Tak lama kemudian, lahirlah seorang anak laki – laki dari pernikahan Nyi
Artati dan Si Tumang yang diberi nama Sangkuriang. Sangkuriang tumbuh menjadi
anak laki – laki yang gagah, cerdas, sehat dan sakti. Suatu hari, Nyi Artati
sangat ingin memakan hati manjangan, berburulah Sangkuriang bersama Si Tumang.
Sesampainya dihutan, Sangkuriang melihat seekor babi hutan, ia mamrintahkan Si
Tumang untuk mengejar babi hutan tersebut namun Si Tumang tak bergeming, ia
teatap diam. Sangkuriang sangat berang melihat tingkah Si Tumang tersebut. Ia
marah, sangat marah hingga akhirnya ia membunuh Si Tumang dengan menyembelih
leher Si Tumang dan diambilah hati Si Tumang dan dibawanya pulang. Ia
memberikan hati berlumuran darah tersebut kepada sang ibunda untuk dimasak.
Setelah beberapa
saat kejadian tersebut, Nyi Artati menanyakan keberadaan Si Tumang kepada
Sangkuriang dan ia pin menjawab, “ Jangan bertanya Si Tumang kemana atau
dimana, karena yang baru saja Ibu masak adalah hati Si Tumang “. Nyi Artati
sangat gusar mendengar hal tersebut hingga dipukul lah kepala Sangkuriang
dengan sebuah sinduk yang membuat kepalanya terluka. Semenjak kejadian
tersebut, pergilah Sangkuriang menuntut Ilmu.
Waktu
belalu…Sangkuriang menjadi dewasa , tampan dan sakti mandraguna.

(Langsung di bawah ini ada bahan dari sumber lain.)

//! Error types for the status monitor.

use thiserror::Error;

/// Errors raised while building configuration. These are fatal at startup.
#[derive(Debug, Error)]
pub enum ConfigError {
    /// `NOTIFICATION_TYPE` is not one of the supported sinks
    #[error("Invalid NOTIFICATION_TYPE: {0}. Must be 'discord' or 'slack'")]
    InvalidNotificationType(String),

    /// `CHECK_INTERVAL` is not a whole number of seconds
    #[error("Invalid CHECK_INTERVAL: {value}")]
    InvalidInterval {
        value: String,
        #[source]
        source: std::num::ParseIntError,
    },
}

/// Errors that can occur when fetching or parsing a feed.
#[derive(Debug, Error)]
pub enum FeedError {
    /// HTTP request failed
    #[error("HTTP request failed: {0}")]
    Http(#[from] reqwest::Error),

    /// Feed server answered with a non-success status
    #[error("{url} returned {status}")]
    Status {
        status: reqwest::StatusCode,
        url: String,
    },

    /// Body could not be parsed as RSS/Atom
    #[error("Failed to parse feed: {0}")]
    Parse(String),

    /// Latest entry carries neither an id nor a link
    #[error("Feed entry has no ID or link")]
    MissingId,
}

/// Errors that can occur when sending notifications.
#[derive(Debug, Error)]
pub enum ChannelError {
    /// HTTP request failed
    #[error("HTTP request failed: {0}")]
    Http(#[source] reqwest::Error),

    /// Request exceeded the webhook timeout
    #[error("Request timed out")]
    Timeout,

    /// Webhook answered with a non-success status
    #[error("Webhook returned {status}: {body}")]
    Status {
        status: reqwest::StatusCode,
        body: String,
    },

    /// Rate limited by the service
    #[error("Rate limited, retry after {retry_after_secs}s")]
    RateLimited { retry_after_secs: u64 },

    /// Serialization error
    #[error("Serialization error: {0}")]
    Serialization(#[from] serde_json::Error),
}

impl From<reqwest::Error> for ChannelError {
    fn from(err: reqwest::Error) -> Self {
        if err.is_timeout() {
            Self::Timeout
        } else {
            Self::Http(err)
        }
    }
}

/// Errors reading or writing the state file.
#[derive(Debug, Error)]
pub enum StateError {
    #[error("I/O error: {0}")]
    Io(#[from] std::io::Error),

    #[error("Invalid state JSON: {0}")]
    Json(#[from] serde_json::Error),
}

Kemudian ia memutuskan untuk kembali pulang mencari Ibunya, namun ditengah perjalanan ia bertemu dengan seorang wanita cantik jelita dan ia pun jatuh cinta kepadanya yang ternyata adalah Ibunya sendiri. Sangkuriang sangat tergila – gila kepada wanita cantik tersebut. Ia teringat akan wasiat Ibunya dalam sebuah cincin, “ Barang siapa wanita yang jari manisnya pas mengenakan cincin ini, dialah jodohmu, Nak “, tanpa pikir panjang, dipakaikanlah cincin tersebut kedalam jari manis sang putri cantik tersebut dan ternyata, Pas !!!! Sangkuriang berusaha meyakinkan wanita tersebut adalah jodohnya dan bukan Ibu kandungnya, namun sang wanita pun bersikukuh Ia adalah Ibu kandunganya. Wanita tersebut berusah meyakinkan dirinya sendiri denagn memegang kepala Sangkurinag dan memastikan bekas luka pukulan sinduk ketika Ia masih anak – anak. Keyakinan wanita itu tenyata benar, lelaki dihadapannya adalah Sangkuriang, anaknya sendiri yang kini justru mencintai dan ingin meminangnya sebagai istri. Karena Sangkuriang tidak mau percaya dan tetap ngotot ingin menikahi Nyi Artati, akhirnya ia ditantang oleh Nyi Artati untuk membendung RAWA DANAU sebelum fajar muncul diufuk timur, jika ia mampu melakukannya, ia boleh menikahi Nyi Artati anmun jika tidak, ia harus mengakui bahwa Nyi Artati adalah Ibunya sendiri.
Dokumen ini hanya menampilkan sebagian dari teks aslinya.